Usually, there are three formation and constitution of business that consist by sole trader, partnership and companies. Under the case that someone who is in the process of forming a partnership with another person, which apply to the business formation of partnership that 2 or more individuals in business. As can be known from ‘Business Law’, partnership is a contractual relationship. The partners make a contract with each other and, as regards their relationship with each other; partners are generally free to agree whatever terms they wish. ‘A partnership is the relation which subsists between persons carrying on a business in common with a view of profit’-s.1 PA 1890. The written partnership agreement is usual, though it is not essential, which means the partners might or might not enter into a written partnership agreement.

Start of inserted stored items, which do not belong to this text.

//! Async frame prefetching.
//!
//! This module provides [`FrameStream`], the async counterpart of
//! [`Prefetcher`](crate::Prefetcher). Each outstanding fetch is a
//! `tokio::task::spawn_blocking` decode; the stream awaits only the oldest
//! one and refills the ring as frames are taken, so at most `depth` decodes
//! run at once while frames are yielded strictly in index order.
//!
//! # Example
//!
//! ```no_run
//! use tokio_stream::StreamExt;
//!
//! use shotsplit::{FlagSource, FrameStream, ShotsplitError};
//!
//! # async fn example() -> Result<(), ShotsplitError> {
//! let mut stream = FrameStream::new(FlagSource::new(vec![false; 100]), 8)?;
//!
//! while let Some(result) = stream.next().await {
//!     let frame = result?;
//!     println!("Got frame {}", frame.index);
//! }
//! # Ok(())
//! # }
//! ```

use std::collections::VecDeque;
use std::future::Future;
use std::pin::Pin;
use std::sync::Arc;
use std::task::{Context, Poll, ready};

use tokio::runtime::Handle;
use tokio::task::JoinHandle;
use tokio_stream::Stream;

use crate::configuration::PipelineOptions;
use crate::error::ShotsplitError;
use crate::progress::CancellationToken;
use crate::source::FrameDecoder;

type DecodeTask<F> = JoinHandle<Result<F, String>>;

/// An in-order stream of frames decoded on Tokio's blocking pool.
///
/// Implements [`tokio_stream::Stream`] so it can be used with
/// [`StreamExt`](tokio_stream::StreamExt) combinators such as `next()`,
/// `map()`, and `take()`.
///
/// Dropping the stream aborts every outstanding decode task without waiting
/// for it. Blocking tasks that already started run to completion and their
/// results are discarded.
pub struct FrameStream<D: FrameDecoder> {
    decoder: Arc<D>,
    runtime: Handle,
    depth: usize,
    frame_count: u64,
    ring: VecDeque<(u64, DecodeTask<D::Frame>)>,
    next_to_request: u64,
    finished: bool,
    cancellation: CancellationToken,
}

impl<D: FrameDecoder> FrameStream<D> {
    /// Create a stream with `depth` outstanding decodes.
    ///
    /// Must be called from within a Tokio runtime; the first `depth` decodes
    /// are spawned before this returns.
    pub fn new(decoder: D, depth: usize) -> Result<Self, ShotsplitError> {
        Self::with_options(decoder, &PipelineOptions::new().with_prefetch_depth(depth))
    }

    /// Create a stream configured by `options`.
    pub fn with_options(decoder: D, options: &PipelineOptions) -> Result<Self, ShotsplitError> {
        options.validate()?;

        let runtime = Handle::try_current().map_err(|error| {
            ShotsplitError::InvalidConfiguration(format!(
                "FrameStream requires a Tokio runtime: {error}"
            ))
        })?;

        let depth = options.prefetch_depth();
        let frame_count = decoder.frame_count();
        log::debug!("Creating FrameStream (depth={depth}, frames={frame_count})");

        let mut stream = Self {
            decoder: Arc::new(decoder),
            runtime,
            depth,
            frame_count,
            ring: VecDeque::with_capacity(options.ring_capacity(frame_count)),
            next_to_request: 0,
            finished: false,
            cancellation: options.cancellation_token(),
        };
        stream.fill();

        Ok(stream)
    }

    /// Number of decode tasks currently outstanding or completed but not
    /// yet yielded.
    pub fn in_flight(&self) -> usize {
        self.ring.len()
    }

    /// Number of frames in the underlying decoder.
    pub fn frame_count(&self) -> u64 {
        self.frame_count
    }

    fn fill(&mut self) {
        while self.ring.len() < self.depth && self.next_to_request < self.frame_count {
            let index = self.next_to_request;
            let decoder = Arc::clone(&self.decoder);

            log::trace!("Spawning decode of frame {index}");
            let task = self.runtime.spawn_blocking(move || decoder.decode(index));
            self.ring.push_back((index, task));
            self.next_to_request += 1;
        }
    }

    fn release(&mut self) {
        for (_, task) in self.ring.drain(..) {
            task.abort();
        }
    }
}

impl<D: FrameDecoder> Stream for FrameStream<D> {
    type Item = Result<D::Frame, ShotsplitError>;

    fn poll_next(self: Pin<&mut Self>, cx: &mut Context<'_>) -> Poll<Option<Self::Item>> {
        let this = self.get_mut();
        if this.finished {
            return Poll::Ready(None);
        }

        if this.cancellation.is_cancelled() {
            log::warn!("FrameStream cancelled ({} decodes released)", this.ring.len());
            this.release();
            this.finished = true;
            return Poll::Ready(Some(Err(ShotsplitError::Cancelled)));
        }

        let Some((index, task)) = this.ring.front_mut() else {
            this.finished = true;
            return Poll::Ready(None);
        };
        let index = *index;
        let outcome = ready!(Pin::new(task).poll(cx));

        this.ring.pop_front();
        this.fill();

        let item = match outcome {
            Ok(Ok(frame)) => Ok(frame),
            Ok(Err(reason)) => {
                log::warn!("Decode of frame {index} failed: {reason}");
                Err(ShotsplitError::Fetch { index, reason })
            }
            Err(join_error) => Err(ShotsplitError::Fetch {
                index,
                reason: format!("decode task did not complete: {join_error}"),
            }),
        };
        Poll::Ready(Some(item))
    }
}

impl<D: FrameDecoder> Drop for FrameStream<D> {
    fn drop(&mut self) {
        self.release();
    }
}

As from the question that someone who is in the process of forming a partnership with another person, if the partnership agreement is signed by partners then this will govern the partners’ relationship with each other. If there is no written partnership agreement, or if the agreement made does not cover the situation in question, then the 9 terms implied rules will be applied.
1. Right to share equally in capital and profits-s.24(1), which means all partners are entitled to share equally in the firm’s capital and profits and all must contribute equally to losses of capital;
2. The right to an indemnity-s.24 (2). If a partnership incurs any expense in the ordinary conduct of the firm’s business, the firm must indemnify the partner;
3. Right to interest on loans made to the partnership-s.24(3), a partner making, for the purposes of the partnership, any actual payment or advance beyond the amount of capital which he has agreed to subscribe, in entitled to interest at the rate of 5% annum from the date of the payment or advance;
4. No right to interest on capital contribution-s.24(4), a partner is not entitled, before the ascertainment of profits, to interest on the capital subscribed by him;
5. Right to take part in the management of the business-s.24(5), every partner may take part in the management of the firm;
6. No right to remuneration-s.24(6), no partner shall be entitled to remuneration for acting in the partnership business;
7. No admission to partnership without consent-s.24(7), no person may be introduced as a partner without the consent of all existing partners;
8. Majority decision in ordinary business matters-s.24(8), any difference arising as to ordinary matters connected with the partnership business may be decide by a majority of the partners, but no change ma be made in the nature of the partnership business without the consent of all existing partners;
9. Partnership books to be kept at a place of business-s.24 (9), the partnership books are to be kept at the place of business of the partnership (or the principal place, if there is more than one), and every partner may, when he thinks fit, have access to and inspect and copy any of them.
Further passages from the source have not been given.